【根管治療・根尖病変】左上の銀歯の歯肉が腫れた方のコア(土台)除去

2024.02.17

こんにちは。

東京都立川市の歯科医院「Inoue Dental Clinic」歯科医師の井上貴史です。

今回は左上の銀歯の歯肉が腫れた方のコア(土台)除去について書きたいと思います。

患者さんは患者さんは当歯科医院で手術用顕微鏡(マイクロスコープ)を使用して根管治療を希望されています。

最近は特に患者さんが根管治療はマイクロスコープを使って欲しいとご希望される方が多いと印象です。

よく調べて来られる方のいらっしゃいます。

 

■手術用顕微鏡(マイクロスコープ)を使用しての診査、診断



まずは、原因の歯の診査、診断です。

患者さんは強うい痛みはないが、違和感と腫れた感じがするとのことでした。

手術用顕微鏡(マイクロスコープ)を使用して確認していきます。
 

左上の第一大臼歯の頬側の歯根部に腫れが認められます。

手術用顕微鏡(マイクロスコープ)の倍率を拡大していきます。
 


おそらく、前歯に近い近心根が腫れの原因ではないかと思われます。

デンタルX-P写真撮影などの必要性を説明し同意を得ました。

画像検査からも近心根の根の先の病巣が確認されました。

近心根の根尖部分に最終的なお薬が少ないように思われます。

他にも検査をさせて頂き総合的に判断して、根管治療が必要なことを説明し同意を得ました。

 

■左上の第一大臼歯の根管治療


根管治療を始めていきます。

患者さんは今までも根管治療やむし歯の治療などを経験されています。

なるべく痛みがないように治療をして欲しいこともあり、術前に麻酔をさせてもらいました。

 

まずは、金属の被せ物を除去しました。

術前のX-P画像では金属のコア(土台)が入っていることが予想されました。

金属の土台の周りに白い土台が入っているイメージです。
 

白い土台を除去していくと、金属が見えてきました。

根管治療専用の超音波チップを使用して振動で除去していきます。
 

こちらが除去した金属です。

あまり見ない形の金属の土台でした。

無事に除去できてよかったです。

これで土台の除去が終わりではありません。

なぜなら、白い土台が根管口(根管の入口)まで入っています。
 


歯の色と土台の材料の色が似ているため、注意して除去しないと健全な歯を削ることになります。

歯を削りすぎて穴を開けたら大変です。

肉眼だと暗い根管内の土台を確認することはとても難しいです。

その点手術用顕微鏡(マイクロスコープ)を使用できると、歯なのか白い土台なのか確認して除去することができます。
 


土台やむし歯などの汚れを徹底的に除去した後はラバーダム防湿を行い根管治療がスタートします。

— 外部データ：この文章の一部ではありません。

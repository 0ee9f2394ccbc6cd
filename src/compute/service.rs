use crate::analysis::{AnalysisResult, analyze_text};
use crate::cache::keys::{ANALYSIS_NAMESPACE, text_key};
use crate::cache::{CacheBackend, ResultCache};
use crate::config::Config;
use crate::dispatch::IntakeClient;
use crate::dispatch::protocol::ReportRequest;
use crate::error::{ServiceError, ServiceResult};
use crate::executor::{Job, WorkQueue, WorkerPool};
use crate::store::RequestId;

use serde::{Deserialize, Serialize};
use std::sync::Arc;

/// Cached analysis together with the text that produced it.
///
/// The key is a 32-bit hash, so two texts can share one. Keeping the text lets a
/// reader reject an entry that belongs to a colliding input.
#[derive(Debug, Clone, PartialEq, Serialize, Deserialize)]
pub struct CachedAnalysis {
    pub text: String,
    pub result: AnalysisResult,
}

/// Outcome of a Submit, as seen by the caller.
#[derive(Debug, Clone, Copy, PartialEq, Eq)]
pub enum Admission {
    /// Served from the cache; the report is already on its way.
    Cached,
    /// Enqueued for a worker.
    Queued,
}

pub struct ComputeService {
    queue: Arc<WorkQueue>,
    cache: ResultCache<CachedAnalysis>,
    reporter: IntakeClient,
}

impl ComputeService {
    pub fn new(
        queue: Arc<WorkQueue>,
        cache: ResultCache<CachedAnalysis>,
        reporter: IntakeClient,
    ) -> Arc<Self> {
        Arc::new(Self {
            queue,
            cache,
            reporter,
        })
    }

    pub fn from_config(
        config: &Config,
        backend: Arc<dyn CacheBackend>,
    ) -> Result<Arc<Self>, reqwest::Error> {
        let queue = Arc::new(WorkQueue::new(
            config.queue_capacity,
            config.admission_timeout,
        ));
        let cache = ResultCache::new(backend, ANALYSIS_NAMESPACE, config.result_cache_ttl);
        let reporter = IntakeClient::new(
            &config.intake_addr,
            config.http_timeout,
            config.report_attempts,
        )?;

        Ok(Self::new(queue, cache, reporter))
    }

    pub fn queue(&self) -> &Arc<WorkQueue> {
        &self.queue
    }

    /// Builds and starts the worker pool draining this service's queue.
    pub async fn spawn_workers(self: &Arc<Self>, worker_count: usize) -> Arc<WorkerPool> {
        let service = self.clone();
        let pool = WorkerPool::new(self.queue.clone(), worker_count, move |job| {
            let service = service.clone();
            async move { service.process(job).await }
        });

        pool.start().await;
        pool
    }

    /// Handles one Submit: answers from the cache when possible, enqueues otherwise.
    pub async fn accept(self: &Arc<Self>, id: RequestId, text: String) -> ServiceResult<Admission> {
        if text.is_empty() {
            return Err(ServiceError::Validation("Text cannot be empty".to_string()));
        }

        if let Some(result) = self.cached_result(&text).await {
            tracing::info!("Cache hit for request {}, reporting immediately", id);

            let service = self.clone();
            tokio::spawn(async move {
                service.report(ReportRequest::success(id, result)).await;
            });

            return Ok(Admission::Cached);
        }

        self.queue.enqueue(Job::new(id, text)).await.map_err(|e| {
            tracing::warn!("Rejecting request {}: {}", id, e);
            ServiceError::from(e)
        })?;

        tracing::debug!(
            "Request {} queued ({}/{})",
            id,
            self.queue.depth(),
            self.queue.capacity()
        );
        Ok(Admission::Queued)
    }

    /// Job handler run by the workers: analyze, memoize, report.
    pub async fn process(&self, job: Job) {
        let result = analyze_text(&job.text);
        tracing::debug!(
            "Analyzed request {}: {} words, {} sentences",
            job.request_id,
            result.word_count,
            result.sentence_count
        );

        self.remember(&job.text, &result).await;
        self.report(ReportRequest::success(job.request_id, result))
            .await;
    }

    /// A cached result for `text`, if one exists and was computed from the same text.
    pub async fn cached_result(&self, text: &str) -> Option<AnalysisResult> {
        let entry = self.cache.get(&text_key(text)).await?;

        if entry.text != text {
            tracing::warn!("Cache key collision on {}, ignoring entry", text_key(text));
            return None;
        }

        Some(entry.result)
    }

    pub async fn remember(&self, text: &str, result: &AnalysisResult) {
        let entry = CachedAnalysis {
            text: text.to_string(),
            result: *result,
        };
        self.cache.set(&text_key(text), &entry).await;
    }

    async fn report(&self, report: ReportRequest) {
        let id = report.id;
        match self.reporter.report(&report).await {
            Ok(()) => tracing::debug!("Reported request {} as {}", id, report.status),
            // The intake reconciler re-submits requests that never get an outcome
            Err(e) => tracing::error!("Failed to report request {}: {}", id, e),
        }
    }

    pub async fn is_healthy(&self) -> bool {
        self.cache.is_healthy().await
    }
}
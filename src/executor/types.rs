use crate::store::RequestId;
use serde::{Deserialize, Serialize};

/// A unit of work waiting in, or taken from, the `WorkQueue`.
///
/// Jobs exist only between enqueue and the end of their handler run; ownership
/// moves to whichever worker dequeues them.
#[derive(Debug, Clone, PartialEq, Serialize, Deserialize)]
pub struct Job {
    /// The intake request this job reports back to.
    pub request_id: RequestId,
    pub text: String,
}

impl Job {
    pub fn new(request_id: RequestId, text: impl Into<String>) -> Self {
        Self {
            request_id,
            text: text.into(),
        }
    }
}
//! Bounded Work Queue and Worker Pool
//!
//! The compute service's admission-controlled concurrency unit.
//!
//! ## Architecture Overview
//! 1. **Admission**: HTTP handlers `enqueue` jobs into a fixed-capacity `WorkQueue`.
//!    A full queue makes the producer wait up to the admission timeout, after which
//!    the job is refused with `QueueError::Overloaded`. This is the only backpressure
//!    signal in the system.
//! 2. **Execution**: A fixed number of workers share the receiving end of the queue.
//!    Each worker loops forever: dequeue, run the job handler, repeat.
//! 3. **Loss on exit**: Nothing is persisted. Jobs still queued or running when the
//!    process stops are abandoned.
//!
//! ## Submodules
//! - **`types`**: The `Job` unit of work.
//! - **`queue`**: The bounded multi-producer/multi-consumer queue.
//! - **`executor`**: The worker pool and its job handler type.

pub mod executor;
pub mod queue;
pub mod types;

pub use executor::{JobHandlerFn, WorkerPool};
pub use queue::{QueueError, WorkQueue};
pub use types::Job;
use super::CacheBackend;
use super::keys::namespaced;

use serde::Serialize;
use serde::de::DeserializeOwned;
use std::marker::PhantomData;
use std::sync::Arc;
use std::time::Duration;

/// Typed view over one keyspace of a `CacheBackend`.
///
/// Every operation is best-effort: a backend or (de)serialization failure is
/// logged and reported to the caller as a miss (`get`) or silently dropped
/// (`set`, `invalidate`).
pub struct ResultCache<V> {
    backend: Arc<dyn CacheBackend>,
    namespace: &'static str,
    ttl: Duration,
    _value: PhantomData<fn() -> V>,
}

impl<V> ResultCache<V>
where
    V: Serialize + DeserializeOwned,
{
    pub fn new(backend: Arc<dyn CacheBackend>, namespace: &'static str, ttl: Duration) -> Self {
        Self {
            backend,
            namespace,
            ttl,
            _value: PhantomData,
        }
    }

    pub fn ttl(&self) -> Duration {
        self.ttl
    }

    pub fn namespace(&self) -> &'static str {
        self.namespace
    }

    pub async fn get(&self, key: &str) -> Option<V> {
        let full_key = namespaced(self.namespace, key);

        let raw = match self.backend.get(&full_key).await {
            Ok(Some(raw)) => raw,
            Ok(None) => return None,
            Err(e) => {
                tracing::error!(key = %full_key, error = %e, "Cache get failed, treating as miss");
                return None;
            }
        };

        match serde_json::from_str(&raw) {
            Ok(value) => Some(value),
            Err(e) => {
                tracing::error!(key = %full_key, error = %e, "Failed to deserialize cached value");
                None
            }
        }
    }

    pub async fn set(&self, key: &str, value: &V) {
        let full_key = namespaced(self.namespace, key);

        let raw = match serde_json::to_string(value) {
            Ok(raw) => raw,
            Err(e) => {
                tracing::error!(key = %full_key, error = %e, "Failed to serialize cache value");
                return;
            }
        };

        if let Err(e) = self.backend.set(&full_key, &raw, self.ttl).await {
            tracing::error!(key = %full_key, error = %e, "Cache set failed");
        }
    }

    pub async fn invalidate(&self, key: &str) {
        let full_key = namespaced(self.namespace, key);
        if let Err(e) = self.backend.delete(&full_key).await {
            tracing::warn!(key = %full_key, error = %e, "Cache delete failed");
        }
    }

    /// Backend reachability, as reported by the health endpoints.
    pub async fn is_healthy(&self) -> bool {
        match self.backend.health_check().await {
            Ok(healthy) => healthy,
            Err(e) => {
                tracing::error!(
                    provider = self.backend.provider_name(),
                    error = %e,
                    "Cache health check failed"
                );
                false
            }
        }
    }
}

オレンジ色のお薬はガッタパーチャという根の中に入れる最後のお薬です。

以前に治療されたガッタパーチャが汚れているため除去を行いました。

原因と思われる近心根のガッタパーチャも除去して、根尖部までアプローチができました。

今回はここまでです。

これからも歯をなるべく残せるように精進していきます。

根管治療回数:2回(約1ヶ月)
費用:メタルコア除去22,000円
   根管治療132,000円
リスク・副作用:腫脹、疼痛、歯肉の違和感など
すべての歯が適応ではありません。
詳しくは担当歯科医師にご相談下さい。

今後ともよろしくお願いします。